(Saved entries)

----

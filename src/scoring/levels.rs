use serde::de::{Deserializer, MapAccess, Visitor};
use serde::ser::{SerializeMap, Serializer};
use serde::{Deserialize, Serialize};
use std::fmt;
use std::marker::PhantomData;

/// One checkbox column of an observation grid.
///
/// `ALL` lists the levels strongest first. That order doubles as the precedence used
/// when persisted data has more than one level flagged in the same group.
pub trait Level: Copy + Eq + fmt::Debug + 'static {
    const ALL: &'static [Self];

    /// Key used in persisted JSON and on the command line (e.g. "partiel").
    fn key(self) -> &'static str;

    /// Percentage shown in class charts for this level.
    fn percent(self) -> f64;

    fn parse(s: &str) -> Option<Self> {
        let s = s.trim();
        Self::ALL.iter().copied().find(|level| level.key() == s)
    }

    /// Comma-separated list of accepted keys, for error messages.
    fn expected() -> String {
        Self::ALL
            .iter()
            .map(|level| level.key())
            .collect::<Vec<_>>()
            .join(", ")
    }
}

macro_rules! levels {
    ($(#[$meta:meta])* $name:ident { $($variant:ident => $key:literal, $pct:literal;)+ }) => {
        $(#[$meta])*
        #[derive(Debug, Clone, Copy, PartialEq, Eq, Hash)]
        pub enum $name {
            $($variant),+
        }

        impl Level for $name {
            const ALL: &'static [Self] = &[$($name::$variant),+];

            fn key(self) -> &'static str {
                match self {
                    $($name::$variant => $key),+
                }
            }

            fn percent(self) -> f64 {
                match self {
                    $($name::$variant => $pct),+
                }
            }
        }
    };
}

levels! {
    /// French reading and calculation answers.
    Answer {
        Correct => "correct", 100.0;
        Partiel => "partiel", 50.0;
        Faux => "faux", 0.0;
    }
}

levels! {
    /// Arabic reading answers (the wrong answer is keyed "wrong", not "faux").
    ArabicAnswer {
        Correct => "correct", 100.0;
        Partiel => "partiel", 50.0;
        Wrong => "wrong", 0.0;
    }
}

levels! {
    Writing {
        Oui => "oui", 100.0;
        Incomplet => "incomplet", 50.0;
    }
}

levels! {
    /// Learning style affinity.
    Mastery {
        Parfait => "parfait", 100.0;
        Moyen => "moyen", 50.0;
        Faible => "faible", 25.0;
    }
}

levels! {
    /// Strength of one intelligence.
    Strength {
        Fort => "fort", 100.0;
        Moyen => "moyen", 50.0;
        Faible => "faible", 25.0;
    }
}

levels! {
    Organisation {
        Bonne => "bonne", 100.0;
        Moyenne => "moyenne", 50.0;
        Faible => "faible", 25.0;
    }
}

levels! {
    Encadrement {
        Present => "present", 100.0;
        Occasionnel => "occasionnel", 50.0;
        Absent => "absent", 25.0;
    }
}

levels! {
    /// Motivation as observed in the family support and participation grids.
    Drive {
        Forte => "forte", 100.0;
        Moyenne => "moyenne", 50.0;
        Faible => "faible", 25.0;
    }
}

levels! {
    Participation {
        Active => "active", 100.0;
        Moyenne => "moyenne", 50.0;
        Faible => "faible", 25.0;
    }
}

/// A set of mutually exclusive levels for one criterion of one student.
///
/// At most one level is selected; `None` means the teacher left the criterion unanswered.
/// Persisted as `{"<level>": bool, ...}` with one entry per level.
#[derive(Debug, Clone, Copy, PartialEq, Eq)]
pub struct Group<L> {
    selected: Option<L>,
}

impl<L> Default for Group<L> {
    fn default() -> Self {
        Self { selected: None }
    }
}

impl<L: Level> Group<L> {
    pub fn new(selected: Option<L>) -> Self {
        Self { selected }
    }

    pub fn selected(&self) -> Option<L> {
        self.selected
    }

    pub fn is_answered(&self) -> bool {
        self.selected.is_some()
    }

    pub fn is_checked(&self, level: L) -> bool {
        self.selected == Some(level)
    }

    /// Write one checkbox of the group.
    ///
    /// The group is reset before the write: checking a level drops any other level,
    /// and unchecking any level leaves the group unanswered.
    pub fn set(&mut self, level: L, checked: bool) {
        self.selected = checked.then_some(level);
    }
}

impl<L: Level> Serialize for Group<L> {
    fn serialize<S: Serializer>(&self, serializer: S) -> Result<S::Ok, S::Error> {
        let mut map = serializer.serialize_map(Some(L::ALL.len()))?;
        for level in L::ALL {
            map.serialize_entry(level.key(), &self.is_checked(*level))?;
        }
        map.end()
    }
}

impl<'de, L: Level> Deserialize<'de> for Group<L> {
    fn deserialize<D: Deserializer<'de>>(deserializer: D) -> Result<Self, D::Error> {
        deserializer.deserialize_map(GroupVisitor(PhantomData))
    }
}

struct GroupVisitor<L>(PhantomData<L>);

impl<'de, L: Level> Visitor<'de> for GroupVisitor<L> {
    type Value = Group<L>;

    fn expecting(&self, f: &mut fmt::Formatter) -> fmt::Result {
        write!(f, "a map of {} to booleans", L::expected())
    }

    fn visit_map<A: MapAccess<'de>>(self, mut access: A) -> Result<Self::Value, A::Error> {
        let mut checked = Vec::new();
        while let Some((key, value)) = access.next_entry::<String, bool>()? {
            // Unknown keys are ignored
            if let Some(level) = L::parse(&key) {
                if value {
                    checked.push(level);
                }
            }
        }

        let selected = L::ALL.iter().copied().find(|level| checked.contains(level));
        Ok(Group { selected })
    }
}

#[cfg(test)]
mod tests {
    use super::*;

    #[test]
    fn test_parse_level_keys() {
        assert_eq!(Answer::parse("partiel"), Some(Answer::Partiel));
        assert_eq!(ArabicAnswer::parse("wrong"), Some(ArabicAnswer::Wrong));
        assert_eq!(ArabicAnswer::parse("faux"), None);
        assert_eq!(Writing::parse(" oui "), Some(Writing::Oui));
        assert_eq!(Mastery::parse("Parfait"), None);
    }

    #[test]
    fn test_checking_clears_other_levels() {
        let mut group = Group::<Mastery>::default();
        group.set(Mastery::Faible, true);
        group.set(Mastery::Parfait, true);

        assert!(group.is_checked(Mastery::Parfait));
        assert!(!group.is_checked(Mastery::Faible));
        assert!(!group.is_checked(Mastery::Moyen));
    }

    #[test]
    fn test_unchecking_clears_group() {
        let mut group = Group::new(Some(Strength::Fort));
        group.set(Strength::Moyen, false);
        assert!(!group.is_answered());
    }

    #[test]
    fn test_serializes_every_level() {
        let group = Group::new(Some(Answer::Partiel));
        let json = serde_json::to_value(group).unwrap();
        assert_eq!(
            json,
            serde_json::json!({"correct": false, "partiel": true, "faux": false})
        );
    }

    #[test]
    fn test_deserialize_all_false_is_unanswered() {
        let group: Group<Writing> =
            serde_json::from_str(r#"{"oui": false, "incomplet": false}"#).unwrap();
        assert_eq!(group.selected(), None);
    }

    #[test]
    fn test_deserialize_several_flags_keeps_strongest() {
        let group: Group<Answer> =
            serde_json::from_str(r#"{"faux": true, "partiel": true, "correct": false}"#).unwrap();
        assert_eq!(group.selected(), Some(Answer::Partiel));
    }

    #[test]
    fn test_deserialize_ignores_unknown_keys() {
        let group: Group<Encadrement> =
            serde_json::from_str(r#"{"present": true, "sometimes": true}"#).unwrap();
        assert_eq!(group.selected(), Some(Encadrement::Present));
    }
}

----

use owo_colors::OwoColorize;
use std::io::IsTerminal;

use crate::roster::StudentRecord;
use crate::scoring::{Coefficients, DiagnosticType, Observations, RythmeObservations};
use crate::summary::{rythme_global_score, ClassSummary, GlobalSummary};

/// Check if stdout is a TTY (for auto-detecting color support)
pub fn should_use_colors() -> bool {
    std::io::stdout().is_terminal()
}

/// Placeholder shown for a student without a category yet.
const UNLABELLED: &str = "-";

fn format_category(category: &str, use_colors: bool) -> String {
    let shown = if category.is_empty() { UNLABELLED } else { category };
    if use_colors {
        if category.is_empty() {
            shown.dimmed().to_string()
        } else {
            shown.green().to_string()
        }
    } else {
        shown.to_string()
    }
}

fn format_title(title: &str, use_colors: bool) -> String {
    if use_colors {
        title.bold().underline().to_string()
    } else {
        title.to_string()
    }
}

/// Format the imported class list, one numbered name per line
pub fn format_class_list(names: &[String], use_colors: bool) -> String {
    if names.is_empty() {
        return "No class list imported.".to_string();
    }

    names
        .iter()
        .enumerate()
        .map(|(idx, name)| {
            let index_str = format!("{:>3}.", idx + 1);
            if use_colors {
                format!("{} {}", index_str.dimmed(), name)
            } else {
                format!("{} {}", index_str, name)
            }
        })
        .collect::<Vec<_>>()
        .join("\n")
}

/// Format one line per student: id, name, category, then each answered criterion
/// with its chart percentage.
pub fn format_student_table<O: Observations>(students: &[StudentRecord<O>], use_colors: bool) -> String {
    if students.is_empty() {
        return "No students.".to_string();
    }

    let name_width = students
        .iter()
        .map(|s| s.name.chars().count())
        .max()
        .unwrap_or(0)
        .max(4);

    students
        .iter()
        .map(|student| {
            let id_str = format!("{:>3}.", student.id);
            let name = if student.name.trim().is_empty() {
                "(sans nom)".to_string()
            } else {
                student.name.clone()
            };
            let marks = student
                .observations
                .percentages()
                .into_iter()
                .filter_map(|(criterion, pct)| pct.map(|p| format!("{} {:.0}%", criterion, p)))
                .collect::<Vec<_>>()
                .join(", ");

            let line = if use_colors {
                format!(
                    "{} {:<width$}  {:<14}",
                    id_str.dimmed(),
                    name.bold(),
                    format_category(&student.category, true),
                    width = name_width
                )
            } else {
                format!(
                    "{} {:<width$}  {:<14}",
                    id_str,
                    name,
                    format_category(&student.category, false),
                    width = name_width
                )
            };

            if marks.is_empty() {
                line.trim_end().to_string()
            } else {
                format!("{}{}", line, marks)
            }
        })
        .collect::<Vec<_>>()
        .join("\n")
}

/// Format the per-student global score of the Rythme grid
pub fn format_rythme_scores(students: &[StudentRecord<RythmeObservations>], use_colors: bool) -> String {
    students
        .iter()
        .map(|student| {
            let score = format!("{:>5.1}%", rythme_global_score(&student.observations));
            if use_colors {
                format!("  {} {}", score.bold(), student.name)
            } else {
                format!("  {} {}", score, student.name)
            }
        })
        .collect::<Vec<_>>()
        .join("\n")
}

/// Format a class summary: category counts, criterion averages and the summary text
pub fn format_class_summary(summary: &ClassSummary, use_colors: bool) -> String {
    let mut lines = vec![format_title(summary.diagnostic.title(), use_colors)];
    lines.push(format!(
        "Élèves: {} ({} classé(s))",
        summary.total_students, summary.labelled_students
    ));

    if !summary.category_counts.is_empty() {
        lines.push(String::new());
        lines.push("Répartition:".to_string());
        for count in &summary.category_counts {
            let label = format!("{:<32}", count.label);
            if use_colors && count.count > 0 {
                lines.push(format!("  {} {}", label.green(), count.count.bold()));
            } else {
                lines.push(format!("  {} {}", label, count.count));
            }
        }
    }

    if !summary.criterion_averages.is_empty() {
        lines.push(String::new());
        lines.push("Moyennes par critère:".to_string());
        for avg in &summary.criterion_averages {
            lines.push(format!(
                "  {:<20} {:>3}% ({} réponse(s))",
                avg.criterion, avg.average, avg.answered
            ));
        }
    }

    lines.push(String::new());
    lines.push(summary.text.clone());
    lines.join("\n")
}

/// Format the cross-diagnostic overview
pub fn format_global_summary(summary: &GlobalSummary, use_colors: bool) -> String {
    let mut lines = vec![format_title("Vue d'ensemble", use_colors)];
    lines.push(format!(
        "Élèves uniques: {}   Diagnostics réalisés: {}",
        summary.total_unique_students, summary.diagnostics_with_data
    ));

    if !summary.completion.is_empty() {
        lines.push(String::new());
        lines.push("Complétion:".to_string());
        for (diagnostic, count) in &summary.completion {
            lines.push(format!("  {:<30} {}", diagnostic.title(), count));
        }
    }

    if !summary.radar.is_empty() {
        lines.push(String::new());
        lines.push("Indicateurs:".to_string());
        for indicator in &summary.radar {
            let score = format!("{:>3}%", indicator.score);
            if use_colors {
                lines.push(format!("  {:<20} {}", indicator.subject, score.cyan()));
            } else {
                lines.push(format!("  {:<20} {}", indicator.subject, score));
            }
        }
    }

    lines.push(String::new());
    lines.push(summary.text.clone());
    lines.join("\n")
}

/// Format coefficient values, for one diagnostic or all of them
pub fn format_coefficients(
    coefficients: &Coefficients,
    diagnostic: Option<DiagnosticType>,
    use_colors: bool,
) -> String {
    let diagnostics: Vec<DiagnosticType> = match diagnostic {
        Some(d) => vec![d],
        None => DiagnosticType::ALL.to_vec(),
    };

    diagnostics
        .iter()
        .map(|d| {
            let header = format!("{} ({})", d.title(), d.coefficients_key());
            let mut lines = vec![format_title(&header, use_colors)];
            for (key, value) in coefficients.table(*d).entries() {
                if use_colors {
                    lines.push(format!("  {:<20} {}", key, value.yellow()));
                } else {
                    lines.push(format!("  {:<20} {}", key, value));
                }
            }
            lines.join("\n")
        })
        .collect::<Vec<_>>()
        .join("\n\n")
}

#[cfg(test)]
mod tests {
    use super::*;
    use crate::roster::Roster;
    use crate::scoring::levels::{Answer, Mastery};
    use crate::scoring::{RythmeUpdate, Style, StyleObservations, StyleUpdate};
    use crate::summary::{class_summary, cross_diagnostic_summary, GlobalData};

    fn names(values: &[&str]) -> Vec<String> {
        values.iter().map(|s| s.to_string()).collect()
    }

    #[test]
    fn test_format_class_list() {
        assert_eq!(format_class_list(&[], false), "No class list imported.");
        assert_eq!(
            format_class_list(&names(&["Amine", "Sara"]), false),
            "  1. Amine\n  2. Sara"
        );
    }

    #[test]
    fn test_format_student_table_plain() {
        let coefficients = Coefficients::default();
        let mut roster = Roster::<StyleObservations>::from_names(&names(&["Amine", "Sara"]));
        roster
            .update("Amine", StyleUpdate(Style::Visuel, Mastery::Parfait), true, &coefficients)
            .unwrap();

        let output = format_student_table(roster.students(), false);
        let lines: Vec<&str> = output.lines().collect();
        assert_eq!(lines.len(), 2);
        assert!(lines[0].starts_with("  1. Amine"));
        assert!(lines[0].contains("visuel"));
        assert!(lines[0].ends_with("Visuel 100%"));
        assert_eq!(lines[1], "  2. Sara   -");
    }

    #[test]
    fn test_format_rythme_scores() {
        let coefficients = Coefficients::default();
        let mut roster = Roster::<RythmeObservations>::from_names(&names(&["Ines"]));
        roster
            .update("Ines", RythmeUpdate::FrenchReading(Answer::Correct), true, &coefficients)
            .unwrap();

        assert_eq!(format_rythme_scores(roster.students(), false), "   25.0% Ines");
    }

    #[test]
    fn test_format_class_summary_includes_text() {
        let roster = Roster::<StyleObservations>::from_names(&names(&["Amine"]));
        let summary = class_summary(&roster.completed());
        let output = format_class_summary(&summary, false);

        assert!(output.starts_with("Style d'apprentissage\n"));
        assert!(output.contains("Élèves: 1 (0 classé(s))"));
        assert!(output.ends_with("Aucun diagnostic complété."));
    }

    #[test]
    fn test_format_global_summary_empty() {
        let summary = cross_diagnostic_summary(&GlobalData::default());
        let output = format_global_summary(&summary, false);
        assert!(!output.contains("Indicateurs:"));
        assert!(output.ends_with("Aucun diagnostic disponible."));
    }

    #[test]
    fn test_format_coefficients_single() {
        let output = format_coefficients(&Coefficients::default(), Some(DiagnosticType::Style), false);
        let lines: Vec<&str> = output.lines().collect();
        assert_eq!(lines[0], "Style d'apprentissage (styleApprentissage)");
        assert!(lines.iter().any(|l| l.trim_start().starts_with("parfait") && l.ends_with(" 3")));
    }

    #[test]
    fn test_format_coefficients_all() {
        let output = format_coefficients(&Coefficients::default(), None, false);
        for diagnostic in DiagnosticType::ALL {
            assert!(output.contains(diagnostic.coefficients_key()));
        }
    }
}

----

◆ Task ◆
Search the entries for the string "names" and copy each line where it occurs.

◆ Written answer ◆
pub fn format_class_list(names: &[String], use_colors: bool) -> String {
    if names.is_empty() {
    names
    fn names(values: &[&str]) -> Vec<String> {
            format_class_list(&names(&["Amine", "Sara"]), false),
        let mut roster = Roster::<StyleObservations>::from_names(&names(&["Amine", "Sara"]));
        let mut roster = Roster::<RythmeObservations>::from_names(&names(&["Ines"]));
        let roster = Roster::<StyleObservations>::from_names(&names(&["Amine"]));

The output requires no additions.